Seventh grade was very different from sixth. We changed schools, no longer the elementary school down the block, but an overcrowded penal institution (or zoo) nearly two miles away.  The Junior High facility had been designed for 900 students, and had something like 1700 by my ninth-grade year. We encountered for the first time the classroom-by-subject, rather than the classroom-by-teacher, with the consequent random migration through the halls every fifty minutes, a commuter traffic jam of a sort that only people in Boston or Denver can fully appreciate. We had to deal with lockers, and combination locks, and PE where we were required to get naked and wear jock straps and march through needle-spray showers in a line and deal with ninth-graders who needed to shave their backs. It was chaos, and devils roamed the halls, ready at any moment to dump your books or rabbit-punch you in the neck.

It must have been the Spring of that year when Mark showed up in one of my classes, the first time I’d seen him since sixth grade. Mark was clearly … broken. He’d put on some height, but he was even thinner than before, and everything about him looked bruised, ungroomed, uncared-for. He did not make eye contact. He did not respond to people. His soul had checked out for some kind of deep-grief rehab somewhere very distant, and his body was just making the rounds, hoping and waiting for his soul to return.

The class, seventh-grade social studies, was taught by Mr. R — a grizzled lump of a man in a green suit he wore every day, iron-gray hair cut in a severe 50’s flat-top, face pocked by some childhood disease and lungs destroyed by a lifetime of smoking and more recent emphysema, only a few years from retirement and in a clear race with Mr. Brink for the first-place prize of his pension, or the second-place prize of his life insurance policy. I later learned there was kindness in the man, but early that Spring, he played the martinet.
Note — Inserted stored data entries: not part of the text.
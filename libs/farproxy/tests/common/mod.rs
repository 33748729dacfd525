// Copyright (c) 2025 Jonathan Fontanez
// SPDX-License-Identifier: BUSL-1.1

//! A small host world served over real byte channels.

#![allow(dead_code)]

use std::sync::Arc;
use std::thread::JoinHandle;

use anyhow::{Context as _, anyhow, bail};
use farproxy::wire::{PlainValue, ProtoDescriptor, Request};
use farproxy::{
    CallbackId, ClientContext, ContextConfig, ContextId, HostEndpoint,
    HostHandler, HostSession, MemberDescriptor, ObjectRegistry, ProxyKind, WireValue,
};
use parking_lot::Mutex;

pub enum TestObject {
    Counter(Mutex<f64>),
    Events(Mutex<Vec<CallbackId>>),
    Window,
    /// Host function object; `name` is what it does.
    Function(&'static str),
}

/// Host-side handler. Every request verb is appended to `log`.
pub struct World {
    log: Arc<Mutex<Vec<String>>>,
    call_sites: Arc<Mutex<Vec<String>>>,
    window: Arc<TestObject>,
    adder: Arc<TestObject>,
    increment: Arc<TestObject>,
    describe: Arc<TestObject>,
}

impl World {
    fn new(log: Arc<Mutex<Vec<String>>>, call_sites: Arc<Mutex<Vec<String>>>) -> Self {
        Self {
            log,
            call_sites,
            window: Arc::new(TestObject::Window),
            adder: Arc::new(TestObject::Function("add")),
            increment: Arc::new(TestObject::Function("increment")),
            describe: Arc::new(TestObject::Function("describe")),
        }
    }

    fn counter(session: &HostSession<'_, TestObject>, start: f64) -> WireValue {
        session.proxy(
            &Arc::new(TestObject::Counter(Mutex::new(start))),
            ProxyKind::Object,
            "Counter",
            vec![
                MemberDescriptor::accessor("value", true),
                MemberDescriptor::method("increment"),
            ],
            Some(ProtoDescriptor {
                members: vec![MemberDescriptor::method("describe")],
                proto: None,
            }),
        )
    }

    fn function(session: &HostSession<'_, TestObject>, object: &Arc<TestObject>) -> WireValue {
        session.proxy(
            object,
            ProxyKind::Function,
            "Function",
            vec![MemberDescriptor::accessor("length", false)],
            None,
        )
    }

    fn get(
        &self,
        session: &HostSession<'_, TestObject>,
        object: &TestObject,
        name: &str,
    ) -> anyhow::Result<WireValue> {
        match (object, name) {
            (TestObject::Counter(value), "value") => Ok(WireValue::number(*value.lock())),
            (TestObject::Counter(_), "increment") => Ok(Self::function(session, &self.increment)),
            (TestObject::Counter(_), "describe") => Ok(Self::function(session, &self.describe)),
            (TestObject::Function(_), "length") => Ok(WireValue::number(0.0)),
            (TestObject::Window, "id") => Ok(WireValue::number(1.0)),
            _ => bail!("no member '{}'", name),
        }
    }

    fn call(
        &self,
        session: &HostSession<'_, TestObject>,
        object: &TestObject,
        name: &str,
        args: Vec<WireValue>,
    ) -> anyhow::Result<WireValue> {
        match (object, name) {
            (TestObject::Counter(value), "increment") => {
                let mut value = value.lock();
                *value += 1.0;
                Ok(WireValue::number(*value))
            }
            (TestObject::Counter(value), "describe") => {
                Ok(WireValue::string(format!("Counter({})", *value.lock())))
            }
            (TestObject::Events(listeners), "on") => {
                listeners.lock().push(callback_arg(&args)?);
                Ok(WireValue::undefined())
            }
            (TestObject::Events(listeners), "off") => {
                let id = callback_arg(&args)?;
                listeners.lock().retain(|l| *l != id);
                session.pusher.release_callback(session.context_id, id)?;
                Ok(WireValue::undefined())
            }
            (TestObject::Events(listeners), "emit") => {
                let listeners = listeners.lock().clone();
                for id in listeners {
                    session.pusher.callback(session.context_id, id, args.clone())?;
                }
                Ok(WireValue::undefined())
            }
            _ => bail!("cannot call '{}'", name),
        }
    }
}

fn callback_arg(args: &[WireValue]) -> anyhow::Result<CallbackId> {
    match args.first() {
        Some(WireValue::Function { id, .. }) => Ok(*id),
        other => Err(anyhow!("expected a function argument, got {:?}", other)),
    }
}

fn sum(args: &[WireValue]) -> anyhow::Result<f64> {
    args.iter()
        .map(|arg| match arg {
            WireValue::Value {
                value: PlainValue::Number(n),
            } => Ok(*n),
            other => Err(anyhow!("expected a number, got {}", other.tag())),
        })
        .sum()
}

impl HostHandler for World {
    type Object = TestObject;

    fn handle(
        &mut self,
        session: &HostSession<'_, TestObject>,
        request: Request,
    ) -> anyhow::Result<WireValue> {
        self.log.lock().push(request.verb().to_string());
        if let Request::Require { call_site: Some(site), .. }
        | Request::GetBuiltin { call_site: Some(site), .. }
        | Request::Global { call_site: Some(site), .. }
        | Request::CurrentWindow { call_site: Some(site), .. }
        | Request::CurrentContextOwner { call_site: Some(site), .. } = &request
        {
            self.call_sites.lock().push(site.clone());
        }
        match request {
            Request::Require { module, .. } => match module.as_str() {
                "counter" => Ok(Self::counter(session, 0.0)),
                "events" => Ok(session.proxy(
                    &Arc::new(TestObject::Events(Mutex::new(Vec::new()))),
                    ProxyKind::Object,
                    "EventEmitter",
                    vec![
                        MemberDescriptor::method("on"),
                        MemberDescriptor::method("off"),
                        MemberDescriptor::method("emit"),
                    ],
                    None,
                )),
                other => bail!("Cannot find module '{}'", other),
            },
            Request::GetBuiltin { name, .. } => bail!("builtin '{}' exploded", name),
            Request::Global { name, .. } => match name.as_str() {
                "ping" => Ok(WireValue::string("pong")),
                "adder" => Ok(Self::function(session, &self.adder)),
                "window" => Ok(session.proxy(
                    &self.window,
                    ProxyKind::Object,
                    "BrowserWindow",
                    vec![MemberDescriptor::accessor("id", false)],
                    None,
                )),
                other => bail!("{} is not defined", other),
            },
            Request::CurrentWindow { .. } | Request::CurrentContextOwner { .. } => Ok(session.proxy(
                &self.window,
                ProxyKind::Object,
                "BrowserWindow",
                vec![MemberDescriptor::accessor("id", false)],
                None,
            )),
            Request::MemberGet {
                object_id, name, ..
            } => {
                let object = session.lookup(object_id)?;
                self.get(session, &object, &name)
            }
            Request::MemberSet {
                object_id,
                name,
                value,
                ..
            } => {
                let object = session.lookup(object_id)?;
                match (&*object, name.as_str()) {
                    (TestObject::Counter(current), "value") => {
                        *current.lock() = sum(&[value]).context("setting value")?;
                        Ok(WireValue::null())
                    }
                    _ => bail!("cannot set '{}'", name),
                }
            }
            Request::MemberCall {
                object_id,
                name,
                args,
                ..
            } => {
                let object = session.lookup(object_id)?;
                self.call(session, &object, &name, args)
            }
            Request::FunctionCall {
                object_id, args, ..
            } => match &*session.lookup(object_id)? {
                TestObject::Function("add") => Ok(WireValue::number(sum(&args)?)),
                _ => bail!("object {} is not a function", object_id),
            },
            Request::Constructor {
                object_id, args, ..
            } => match &*session.lookup(object_id)? {
                TestObject::Function("add") => Ok(Self::counter(session, sum(&args)?)),
                _ => bail!("object {} is not a constructor", object_id),
            },
            Request::MemberConstructor { name, .. } => bail!("'{}' is not a constructor", name),
        }
    }
}

/// A client context wired to a [`World`] served on its own thread.
pub struct Harness {
    pub ctx: ClientContext,
    pub registry: ObjectRegistry<TestObject>,
    log: Arc<Mutex<Vec<String>>>,
    call_sites: Arc<Mutex<Vec<String>>>,
    host: JoinHandle<World>,
}

impl Harness {
    pub fn start() -> Self {
        Self::start_with(ContextConfig::default())
    }

    pub fn start_with(mut config: ContextConfig) -> Self {
        if config.request_timeout_ms.is_none() {
            config.request_timeout_ms = Some(5_000);
        }
        let log = Arc::new(Mutex::new(Vec::new()));
        let call_sites = Arc::new(Mutex::new(Vec::new()));
        let (ctx, link) = ClientContext::over_channel(config);
        let world = World::new(Arc::clone(&log), Arc::clone(&call_sites));
        let endpoint = HostEndpoint::new(link, world);
        let registry = endpoint.registry().clone();
        let host = std::thread::spawn(move || endpoint.serve());

        Self {
            ctx,
            registry,
            log,
            call_sites,
            host,
        }
    }

    pub fn context_id(&self) -> ContextId {
        self.ctx.id().clone()
    }

    /// Round trip once so every earlier notice has been applied by the host.
    pub fn sync(&self) {
        let pong = self.ctx.get_global("ping").unwrap();
        assert_eq!(pong.as_str(), Some("pong"));
    }

    /// Request verbs the host has seen, oldest first.
    pub fn verbs(&self) -> Vec<String> {
        self.log.lock().clone()
    }

    /// Call sites the host received with entry requests.
    pub fn call_sites(&self) -> Vec<String> {
        self.call_sites.lock().clone()
    }

    pub fn clear_log(&self) {
        self.log.lock().clear();
    }

    /// Drop the context and wait for the host loop to see the disconnect.
    /// Every client value must already be dropped.
    pub fn shutdown(self) -> ObjectRegistry<TestObject> {
        let Harness {
            ctx,
            registry,
            host,
            ..
        } = self;
        drop(ctx);
        host.join().unwrap();
        registry
    }
}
On one of the first days in class, he asked Mark a question. Mark did not respond. Mr. R repeated the question. Mark did not respond. The room grew deathly quiet.

Corporal punishment was still the norm in those days. The male teachers, and some of the female teachers, had “the board” hanging on the wall, a paddle about three feet long and shaped like a cricket bat. They occasionally used them, and when they did, they swung hard — the contact of wood with buttocks made a sound like a crack of nearby lightning, or of a sniper rifle, and it would echo down the tiled halls. The student would limp for a few hours, but there was a strong ethic of “not blubbering” among the students singled out. After all, they deserved it.

I was terrified that Mr. R would use “the board” on Mark. As fragile as Mark looked, it seemed it could break him in half. Perhaps Mr. R could see that as well — I don’t recall him using “the board.”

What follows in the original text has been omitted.